━━━━━ Exercise material ━━━━━

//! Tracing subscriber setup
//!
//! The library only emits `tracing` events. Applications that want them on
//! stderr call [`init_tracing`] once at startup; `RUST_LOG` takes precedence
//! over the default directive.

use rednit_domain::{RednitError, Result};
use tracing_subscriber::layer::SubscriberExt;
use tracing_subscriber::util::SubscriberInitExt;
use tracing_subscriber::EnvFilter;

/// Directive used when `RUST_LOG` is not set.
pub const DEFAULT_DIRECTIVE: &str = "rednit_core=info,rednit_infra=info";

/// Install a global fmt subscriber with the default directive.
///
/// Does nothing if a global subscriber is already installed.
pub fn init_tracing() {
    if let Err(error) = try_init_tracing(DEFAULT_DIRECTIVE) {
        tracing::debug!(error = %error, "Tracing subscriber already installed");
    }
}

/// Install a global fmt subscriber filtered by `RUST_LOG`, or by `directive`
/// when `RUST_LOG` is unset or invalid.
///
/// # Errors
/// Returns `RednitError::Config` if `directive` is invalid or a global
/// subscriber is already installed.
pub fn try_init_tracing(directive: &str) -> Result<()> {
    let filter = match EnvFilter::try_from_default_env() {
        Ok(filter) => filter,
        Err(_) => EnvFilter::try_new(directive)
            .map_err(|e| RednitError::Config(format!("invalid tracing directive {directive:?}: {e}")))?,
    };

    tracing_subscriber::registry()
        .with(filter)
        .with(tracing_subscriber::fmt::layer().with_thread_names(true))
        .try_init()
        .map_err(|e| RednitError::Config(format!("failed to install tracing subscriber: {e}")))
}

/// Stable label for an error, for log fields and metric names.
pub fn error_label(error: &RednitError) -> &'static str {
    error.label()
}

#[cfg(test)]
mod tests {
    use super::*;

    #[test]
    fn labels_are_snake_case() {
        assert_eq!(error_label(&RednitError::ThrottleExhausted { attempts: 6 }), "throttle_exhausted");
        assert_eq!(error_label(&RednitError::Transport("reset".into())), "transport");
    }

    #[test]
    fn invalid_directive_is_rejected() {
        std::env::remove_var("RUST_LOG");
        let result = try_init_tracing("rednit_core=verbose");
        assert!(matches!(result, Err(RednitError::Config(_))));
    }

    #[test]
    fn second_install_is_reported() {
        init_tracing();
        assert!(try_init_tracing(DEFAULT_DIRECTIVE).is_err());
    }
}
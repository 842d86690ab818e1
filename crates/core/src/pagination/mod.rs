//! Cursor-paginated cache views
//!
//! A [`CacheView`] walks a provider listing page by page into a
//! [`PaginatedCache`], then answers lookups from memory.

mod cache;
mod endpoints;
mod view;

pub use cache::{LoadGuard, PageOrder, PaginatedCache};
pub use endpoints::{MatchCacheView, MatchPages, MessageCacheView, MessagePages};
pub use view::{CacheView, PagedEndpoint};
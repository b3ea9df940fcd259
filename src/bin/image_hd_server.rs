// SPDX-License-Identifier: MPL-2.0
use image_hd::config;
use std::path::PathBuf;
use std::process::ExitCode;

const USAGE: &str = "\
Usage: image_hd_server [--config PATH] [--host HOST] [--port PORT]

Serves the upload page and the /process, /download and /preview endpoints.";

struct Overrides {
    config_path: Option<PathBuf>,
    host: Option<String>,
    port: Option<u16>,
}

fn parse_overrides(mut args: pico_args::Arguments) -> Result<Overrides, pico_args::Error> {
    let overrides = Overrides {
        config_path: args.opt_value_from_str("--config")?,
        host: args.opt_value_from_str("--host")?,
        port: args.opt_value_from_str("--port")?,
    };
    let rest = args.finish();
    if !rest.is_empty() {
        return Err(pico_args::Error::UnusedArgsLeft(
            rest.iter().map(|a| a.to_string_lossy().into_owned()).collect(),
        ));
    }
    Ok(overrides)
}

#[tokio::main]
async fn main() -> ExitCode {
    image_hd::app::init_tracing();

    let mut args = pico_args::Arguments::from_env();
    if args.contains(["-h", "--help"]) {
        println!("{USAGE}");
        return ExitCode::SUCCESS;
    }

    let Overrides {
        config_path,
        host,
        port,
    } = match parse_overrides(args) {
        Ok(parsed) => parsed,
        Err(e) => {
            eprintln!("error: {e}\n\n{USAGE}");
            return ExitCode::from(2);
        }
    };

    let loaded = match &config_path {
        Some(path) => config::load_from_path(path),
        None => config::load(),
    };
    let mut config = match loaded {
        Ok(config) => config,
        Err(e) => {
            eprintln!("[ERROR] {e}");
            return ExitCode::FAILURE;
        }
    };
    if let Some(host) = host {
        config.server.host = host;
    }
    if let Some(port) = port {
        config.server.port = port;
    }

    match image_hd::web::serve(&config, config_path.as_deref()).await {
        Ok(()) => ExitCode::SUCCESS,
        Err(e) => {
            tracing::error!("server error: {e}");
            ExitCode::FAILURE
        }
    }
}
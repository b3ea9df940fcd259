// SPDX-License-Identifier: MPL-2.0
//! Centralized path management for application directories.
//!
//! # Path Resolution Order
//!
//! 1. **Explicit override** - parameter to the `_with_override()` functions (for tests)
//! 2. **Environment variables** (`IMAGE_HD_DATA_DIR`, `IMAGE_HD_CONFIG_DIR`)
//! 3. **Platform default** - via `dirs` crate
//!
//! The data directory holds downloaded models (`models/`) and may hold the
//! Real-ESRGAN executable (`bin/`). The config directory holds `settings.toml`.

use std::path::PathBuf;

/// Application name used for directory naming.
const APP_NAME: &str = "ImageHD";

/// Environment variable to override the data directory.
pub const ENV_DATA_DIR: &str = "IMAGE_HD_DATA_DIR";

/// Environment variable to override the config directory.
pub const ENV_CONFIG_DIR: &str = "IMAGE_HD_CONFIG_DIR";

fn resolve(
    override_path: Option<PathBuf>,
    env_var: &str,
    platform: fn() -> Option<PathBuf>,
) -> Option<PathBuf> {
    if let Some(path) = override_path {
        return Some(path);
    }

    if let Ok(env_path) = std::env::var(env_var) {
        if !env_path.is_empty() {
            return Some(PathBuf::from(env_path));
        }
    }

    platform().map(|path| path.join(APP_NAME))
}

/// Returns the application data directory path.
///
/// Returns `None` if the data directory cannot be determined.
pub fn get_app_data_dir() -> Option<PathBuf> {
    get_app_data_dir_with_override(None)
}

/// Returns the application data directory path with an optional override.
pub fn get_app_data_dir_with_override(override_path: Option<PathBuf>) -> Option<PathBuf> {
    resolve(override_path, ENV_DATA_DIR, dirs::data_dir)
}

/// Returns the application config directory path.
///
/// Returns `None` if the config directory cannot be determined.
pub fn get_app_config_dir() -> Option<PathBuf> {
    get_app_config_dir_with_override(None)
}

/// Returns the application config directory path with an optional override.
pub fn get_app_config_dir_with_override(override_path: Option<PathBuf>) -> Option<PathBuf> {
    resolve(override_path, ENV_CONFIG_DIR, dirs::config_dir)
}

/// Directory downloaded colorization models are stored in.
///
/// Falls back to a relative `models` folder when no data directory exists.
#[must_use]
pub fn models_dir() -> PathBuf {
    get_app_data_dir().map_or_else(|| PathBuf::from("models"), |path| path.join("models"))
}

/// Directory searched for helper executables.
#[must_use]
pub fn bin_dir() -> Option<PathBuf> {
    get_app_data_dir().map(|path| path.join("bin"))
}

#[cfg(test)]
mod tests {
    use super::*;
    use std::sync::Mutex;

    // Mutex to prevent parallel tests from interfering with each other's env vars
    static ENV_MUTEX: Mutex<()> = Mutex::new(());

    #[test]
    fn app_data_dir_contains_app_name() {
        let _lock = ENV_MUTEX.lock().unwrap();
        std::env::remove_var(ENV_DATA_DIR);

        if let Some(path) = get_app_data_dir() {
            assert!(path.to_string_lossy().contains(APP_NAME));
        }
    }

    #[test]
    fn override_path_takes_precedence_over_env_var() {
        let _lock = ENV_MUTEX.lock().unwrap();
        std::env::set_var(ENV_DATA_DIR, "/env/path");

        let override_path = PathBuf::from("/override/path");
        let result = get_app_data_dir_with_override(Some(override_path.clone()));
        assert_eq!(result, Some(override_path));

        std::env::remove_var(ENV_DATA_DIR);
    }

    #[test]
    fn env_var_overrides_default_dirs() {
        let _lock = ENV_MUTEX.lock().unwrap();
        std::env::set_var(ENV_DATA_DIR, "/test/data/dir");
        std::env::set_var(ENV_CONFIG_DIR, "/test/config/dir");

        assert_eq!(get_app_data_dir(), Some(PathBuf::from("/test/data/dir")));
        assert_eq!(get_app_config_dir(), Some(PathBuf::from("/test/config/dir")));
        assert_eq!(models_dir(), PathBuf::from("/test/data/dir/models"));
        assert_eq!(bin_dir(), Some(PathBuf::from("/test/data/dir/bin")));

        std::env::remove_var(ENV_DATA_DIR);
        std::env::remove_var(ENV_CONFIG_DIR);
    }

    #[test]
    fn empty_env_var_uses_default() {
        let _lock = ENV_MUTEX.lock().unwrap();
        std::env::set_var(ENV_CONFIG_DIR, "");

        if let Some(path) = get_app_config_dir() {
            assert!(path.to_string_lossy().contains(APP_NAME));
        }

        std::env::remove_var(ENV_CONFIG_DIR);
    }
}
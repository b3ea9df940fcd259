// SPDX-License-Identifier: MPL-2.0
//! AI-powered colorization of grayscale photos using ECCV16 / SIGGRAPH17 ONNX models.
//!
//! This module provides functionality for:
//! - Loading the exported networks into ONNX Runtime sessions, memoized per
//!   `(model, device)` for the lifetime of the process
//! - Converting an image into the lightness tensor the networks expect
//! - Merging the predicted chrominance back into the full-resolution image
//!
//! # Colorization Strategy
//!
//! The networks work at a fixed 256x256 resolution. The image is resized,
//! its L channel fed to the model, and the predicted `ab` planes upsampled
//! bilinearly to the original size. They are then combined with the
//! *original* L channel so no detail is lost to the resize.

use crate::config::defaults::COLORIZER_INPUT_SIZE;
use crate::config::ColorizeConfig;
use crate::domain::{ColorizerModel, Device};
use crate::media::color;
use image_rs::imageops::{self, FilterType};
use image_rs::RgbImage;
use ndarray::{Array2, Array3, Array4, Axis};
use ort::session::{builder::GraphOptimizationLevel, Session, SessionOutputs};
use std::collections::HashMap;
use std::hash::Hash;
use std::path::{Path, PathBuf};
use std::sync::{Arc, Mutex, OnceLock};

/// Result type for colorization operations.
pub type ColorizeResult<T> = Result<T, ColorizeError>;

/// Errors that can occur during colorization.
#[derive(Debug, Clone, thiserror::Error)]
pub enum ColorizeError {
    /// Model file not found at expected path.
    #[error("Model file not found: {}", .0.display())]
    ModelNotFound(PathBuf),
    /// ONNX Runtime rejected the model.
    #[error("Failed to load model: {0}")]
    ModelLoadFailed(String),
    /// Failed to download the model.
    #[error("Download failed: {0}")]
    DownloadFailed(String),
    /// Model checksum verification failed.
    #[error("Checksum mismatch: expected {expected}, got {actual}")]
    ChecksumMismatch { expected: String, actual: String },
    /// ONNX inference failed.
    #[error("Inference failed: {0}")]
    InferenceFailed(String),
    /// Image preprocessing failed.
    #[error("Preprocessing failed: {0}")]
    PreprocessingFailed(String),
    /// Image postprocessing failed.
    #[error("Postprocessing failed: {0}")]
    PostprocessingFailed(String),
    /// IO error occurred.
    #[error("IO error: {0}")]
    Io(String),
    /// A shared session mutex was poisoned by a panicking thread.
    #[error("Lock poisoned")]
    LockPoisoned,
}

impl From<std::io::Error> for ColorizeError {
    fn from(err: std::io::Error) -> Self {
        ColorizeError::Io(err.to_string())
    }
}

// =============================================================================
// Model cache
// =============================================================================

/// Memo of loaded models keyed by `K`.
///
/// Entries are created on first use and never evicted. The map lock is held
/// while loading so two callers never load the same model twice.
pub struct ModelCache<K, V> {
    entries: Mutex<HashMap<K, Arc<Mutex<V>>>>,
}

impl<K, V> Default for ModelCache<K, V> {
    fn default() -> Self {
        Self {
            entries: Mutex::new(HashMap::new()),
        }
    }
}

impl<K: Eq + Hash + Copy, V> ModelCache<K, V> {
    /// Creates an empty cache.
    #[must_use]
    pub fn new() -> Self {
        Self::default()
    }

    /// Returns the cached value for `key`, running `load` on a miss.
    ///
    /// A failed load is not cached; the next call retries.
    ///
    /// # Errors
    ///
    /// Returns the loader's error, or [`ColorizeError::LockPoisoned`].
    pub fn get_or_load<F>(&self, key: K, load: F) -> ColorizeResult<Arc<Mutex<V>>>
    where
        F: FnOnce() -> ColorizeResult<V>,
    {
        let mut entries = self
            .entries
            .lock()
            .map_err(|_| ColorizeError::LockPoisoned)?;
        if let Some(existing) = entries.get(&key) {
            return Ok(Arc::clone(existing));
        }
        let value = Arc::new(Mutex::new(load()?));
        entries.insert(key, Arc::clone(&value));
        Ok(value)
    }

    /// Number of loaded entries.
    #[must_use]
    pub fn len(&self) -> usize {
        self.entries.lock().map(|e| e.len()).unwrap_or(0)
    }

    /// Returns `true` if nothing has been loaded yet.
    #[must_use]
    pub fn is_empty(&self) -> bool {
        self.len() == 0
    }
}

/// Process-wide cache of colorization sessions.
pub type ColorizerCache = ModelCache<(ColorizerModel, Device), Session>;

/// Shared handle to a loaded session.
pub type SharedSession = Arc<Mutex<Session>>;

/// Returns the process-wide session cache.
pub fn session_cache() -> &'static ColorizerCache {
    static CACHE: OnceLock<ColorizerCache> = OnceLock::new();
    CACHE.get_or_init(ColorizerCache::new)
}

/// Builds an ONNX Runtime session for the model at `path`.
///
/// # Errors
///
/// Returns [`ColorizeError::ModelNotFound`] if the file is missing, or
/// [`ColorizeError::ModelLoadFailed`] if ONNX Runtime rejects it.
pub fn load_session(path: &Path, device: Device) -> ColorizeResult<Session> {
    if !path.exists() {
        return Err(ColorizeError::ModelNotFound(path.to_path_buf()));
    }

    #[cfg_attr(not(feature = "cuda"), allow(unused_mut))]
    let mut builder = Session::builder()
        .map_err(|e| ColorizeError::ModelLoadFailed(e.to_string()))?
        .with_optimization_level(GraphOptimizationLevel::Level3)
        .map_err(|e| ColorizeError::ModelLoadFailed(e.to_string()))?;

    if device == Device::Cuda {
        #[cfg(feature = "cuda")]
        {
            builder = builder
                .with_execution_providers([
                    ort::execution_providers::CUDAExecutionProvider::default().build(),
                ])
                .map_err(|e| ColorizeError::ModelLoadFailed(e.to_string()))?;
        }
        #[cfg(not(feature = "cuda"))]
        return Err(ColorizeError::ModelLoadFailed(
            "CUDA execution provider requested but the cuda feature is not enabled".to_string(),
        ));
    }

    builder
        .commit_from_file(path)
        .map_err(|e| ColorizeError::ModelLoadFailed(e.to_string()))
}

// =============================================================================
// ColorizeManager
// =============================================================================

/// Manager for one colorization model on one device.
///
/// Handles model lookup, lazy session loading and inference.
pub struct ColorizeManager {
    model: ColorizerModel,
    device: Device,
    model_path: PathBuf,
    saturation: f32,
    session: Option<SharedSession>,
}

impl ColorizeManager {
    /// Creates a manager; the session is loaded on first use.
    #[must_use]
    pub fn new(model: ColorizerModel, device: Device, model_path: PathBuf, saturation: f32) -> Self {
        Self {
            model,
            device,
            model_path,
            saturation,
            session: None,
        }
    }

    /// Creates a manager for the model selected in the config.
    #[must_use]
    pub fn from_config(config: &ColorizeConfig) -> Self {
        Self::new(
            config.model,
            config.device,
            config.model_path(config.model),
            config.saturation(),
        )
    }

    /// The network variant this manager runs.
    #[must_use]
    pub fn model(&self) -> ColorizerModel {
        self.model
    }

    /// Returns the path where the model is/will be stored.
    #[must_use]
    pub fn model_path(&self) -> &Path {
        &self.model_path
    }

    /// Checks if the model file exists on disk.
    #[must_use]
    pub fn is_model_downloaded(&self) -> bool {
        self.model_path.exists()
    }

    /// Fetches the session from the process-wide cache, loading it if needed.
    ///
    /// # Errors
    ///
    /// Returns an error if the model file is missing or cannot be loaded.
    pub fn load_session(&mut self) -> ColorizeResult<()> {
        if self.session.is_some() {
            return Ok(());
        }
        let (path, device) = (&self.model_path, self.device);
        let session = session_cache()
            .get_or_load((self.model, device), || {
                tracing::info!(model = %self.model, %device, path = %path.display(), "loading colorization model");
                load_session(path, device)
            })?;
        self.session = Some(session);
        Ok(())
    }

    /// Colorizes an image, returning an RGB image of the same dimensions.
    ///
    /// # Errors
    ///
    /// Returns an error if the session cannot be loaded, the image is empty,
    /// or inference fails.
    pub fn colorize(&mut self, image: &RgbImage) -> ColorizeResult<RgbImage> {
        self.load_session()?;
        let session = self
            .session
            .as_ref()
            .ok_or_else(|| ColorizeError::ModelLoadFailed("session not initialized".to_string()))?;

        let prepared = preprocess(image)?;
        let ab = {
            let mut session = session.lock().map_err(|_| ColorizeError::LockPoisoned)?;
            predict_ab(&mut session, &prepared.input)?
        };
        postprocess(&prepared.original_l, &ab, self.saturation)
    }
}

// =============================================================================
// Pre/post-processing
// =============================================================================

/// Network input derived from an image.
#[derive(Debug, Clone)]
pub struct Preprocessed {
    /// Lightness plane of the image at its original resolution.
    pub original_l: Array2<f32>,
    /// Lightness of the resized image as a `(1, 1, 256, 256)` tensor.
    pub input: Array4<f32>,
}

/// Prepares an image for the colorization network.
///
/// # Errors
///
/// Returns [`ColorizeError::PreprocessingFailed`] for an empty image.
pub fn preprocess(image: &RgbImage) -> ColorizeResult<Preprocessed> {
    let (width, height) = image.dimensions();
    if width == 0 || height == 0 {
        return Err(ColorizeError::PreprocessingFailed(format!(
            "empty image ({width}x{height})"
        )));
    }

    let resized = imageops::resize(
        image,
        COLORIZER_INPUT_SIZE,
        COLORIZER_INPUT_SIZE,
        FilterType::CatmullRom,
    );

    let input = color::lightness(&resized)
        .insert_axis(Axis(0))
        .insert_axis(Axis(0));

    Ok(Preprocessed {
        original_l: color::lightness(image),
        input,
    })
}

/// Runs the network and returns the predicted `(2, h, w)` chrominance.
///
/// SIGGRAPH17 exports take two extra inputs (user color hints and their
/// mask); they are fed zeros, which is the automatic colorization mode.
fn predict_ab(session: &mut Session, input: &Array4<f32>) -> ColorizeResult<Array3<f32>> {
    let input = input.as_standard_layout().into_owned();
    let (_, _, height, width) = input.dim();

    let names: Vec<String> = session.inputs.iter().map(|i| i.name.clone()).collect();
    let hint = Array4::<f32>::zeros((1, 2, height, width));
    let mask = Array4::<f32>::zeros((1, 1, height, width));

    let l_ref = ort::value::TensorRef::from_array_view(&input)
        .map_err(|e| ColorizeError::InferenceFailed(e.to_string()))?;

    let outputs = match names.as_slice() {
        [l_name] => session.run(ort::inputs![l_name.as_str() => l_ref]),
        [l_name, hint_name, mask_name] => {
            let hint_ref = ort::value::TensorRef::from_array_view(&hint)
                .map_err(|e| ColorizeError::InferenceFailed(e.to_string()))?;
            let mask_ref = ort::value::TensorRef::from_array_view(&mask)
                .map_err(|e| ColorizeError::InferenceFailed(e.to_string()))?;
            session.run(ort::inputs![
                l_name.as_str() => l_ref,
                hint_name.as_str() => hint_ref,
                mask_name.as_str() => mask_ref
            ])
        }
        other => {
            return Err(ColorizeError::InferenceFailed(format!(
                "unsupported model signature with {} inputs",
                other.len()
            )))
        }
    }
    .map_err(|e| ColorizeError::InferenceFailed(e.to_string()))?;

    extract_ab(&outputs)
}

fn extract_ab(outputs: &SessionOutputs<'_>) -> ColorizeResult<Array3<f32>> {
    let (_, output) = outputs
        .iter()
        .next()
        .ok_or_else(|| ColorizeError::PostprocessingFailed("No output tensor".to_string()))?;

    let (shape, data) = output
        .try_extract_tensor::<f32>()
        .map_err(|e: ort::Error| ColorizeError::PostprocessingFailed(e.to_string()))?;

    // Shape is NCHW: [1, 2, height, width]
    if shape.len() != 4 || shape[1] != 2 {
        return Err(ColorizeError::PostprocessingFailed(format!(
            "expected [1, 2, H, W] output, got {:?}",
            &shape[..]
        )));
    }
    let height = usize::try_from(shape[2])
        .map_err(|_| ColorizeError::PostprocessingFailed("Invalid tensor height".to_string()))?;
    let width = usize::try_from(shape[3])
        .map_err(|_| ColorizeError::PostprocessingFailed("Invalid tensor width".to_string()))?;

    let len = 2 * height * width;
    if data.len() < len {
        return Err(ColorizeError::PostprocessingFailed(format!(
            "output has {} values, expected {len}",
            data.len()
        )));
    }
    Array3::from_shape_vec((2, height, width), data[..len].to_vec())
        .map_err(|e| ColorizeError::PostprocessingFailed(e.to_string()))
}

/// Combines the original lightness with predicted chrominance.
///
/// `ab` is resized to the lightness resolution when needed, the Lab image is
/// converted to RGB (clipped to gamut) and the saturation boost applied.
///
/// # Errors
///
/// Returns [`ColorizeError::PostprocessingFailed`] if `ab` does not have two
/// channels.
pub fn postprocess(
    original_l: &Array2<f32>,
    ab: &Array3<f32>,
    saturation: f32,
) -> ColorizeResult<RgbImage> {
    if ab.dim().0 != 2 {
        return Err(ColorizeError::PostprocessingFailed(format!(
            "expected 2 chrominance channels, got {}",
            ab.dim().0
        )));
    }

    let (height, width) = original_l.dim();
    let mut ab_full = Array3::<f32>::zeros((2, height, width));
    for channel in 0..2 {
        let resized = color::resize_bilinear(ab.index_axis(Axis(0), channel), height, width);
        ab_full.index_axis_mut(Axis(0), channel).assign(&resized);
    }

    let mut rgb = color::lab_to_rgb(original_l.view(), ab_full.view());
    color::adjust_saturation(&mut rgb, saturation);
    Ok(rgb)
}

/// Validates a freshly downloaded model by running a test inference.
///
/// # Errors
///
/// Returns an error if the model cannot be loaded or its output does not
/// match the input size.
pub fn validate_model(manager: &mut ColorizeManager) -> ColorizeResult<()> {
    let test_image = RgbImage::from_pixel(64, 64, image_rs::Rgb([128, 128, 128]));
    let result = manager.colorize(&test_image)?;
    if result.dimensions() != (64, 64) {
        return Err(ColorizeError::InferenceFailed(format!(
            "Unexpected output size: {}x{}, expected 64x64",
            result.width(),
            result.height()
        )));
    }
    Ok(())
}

━━━━━

Beginning at the line above with "use crate::config::defaults::COLORIZER_INPUT_SIZE;" and finishing at the line with "same model twice.", return each line exactly and return nothing else.

use crate::config::defaults::COLORIZER_INPUT_SIZE;
use crate::config::ColorizeConfig;
use crate::domain::{ColorizerModel, Device};
use crate::media::color;
use image_rs::imageops::{self, FilterType};
use image_rs::RgbImage;
use ndarray::{Array2, Array3, Array4, Axis};
use ort::session::{builder::GraphOptimizationLevel, Session, SessionOutputs};
use std::collections::HashMap;
use std::hash::Hash;
use std::path::{Path, PathBuf};
use std::sync::{Arc, Mutex, OnceLock};

/// Result type for colorization operations.
pub type ColorizeResult<T> = Result<T, ColorizeError>;

/// Errors that can occur during colorization.
#[derive(Debug, Clone, thiserror::Error)]
pub enum ColorizeError {
    /// Model file not found at expected path.
    #[error("Model file not found: {}", .0.display())]
    ModelNotFound(PathBuf),
    /// ONNX Runtime rejected the model.
    #[error("Failed to load model: {0}")]
    ModelLoadFailed(String),
    /// Failed to download the model.
    #[error("Download failed: {0}")]
    DownloadFailed(String),
    /// Model checksum verification failed.
    #[error("Checksum mismatch: expected {expected}, got {actual}")]
    ChecksumMismatch { expected: String, actual: String },
    /// ONNX inference failed.
    #[error("Inference failed: {0}")]
    InferenceFailed(String),
    /// Image preprocessing failed.
    #[error("Preprocessing failed: {0}")]
    PreprocessingFailed(String),
    /// Image postprocessing failed.
    #[error("Postprocessing failed: {0}")]
    PostprocessingFailed(String),
    /// IO error occurred.
    #[error("IO error: {0}")]
    Io(String),
    /// A shared session mutex was poisoned by a panicking thread.
    #[error("Lock poisoned")]
    LockPoisoned,
}

impl From<std::io::Error> for ColorizeError {
    fn from(err: std::io::Error) -> Self {
        ColorizeError::Io(err.to_string())
    }
}

// =============================================================================
// Model cache
// =============================================================================

/// Memo of loaded models keyed by `K`.
///
/// Entries are created on first use and never evicted. The map lock is held
/// while loading so two callers never load the same model twice.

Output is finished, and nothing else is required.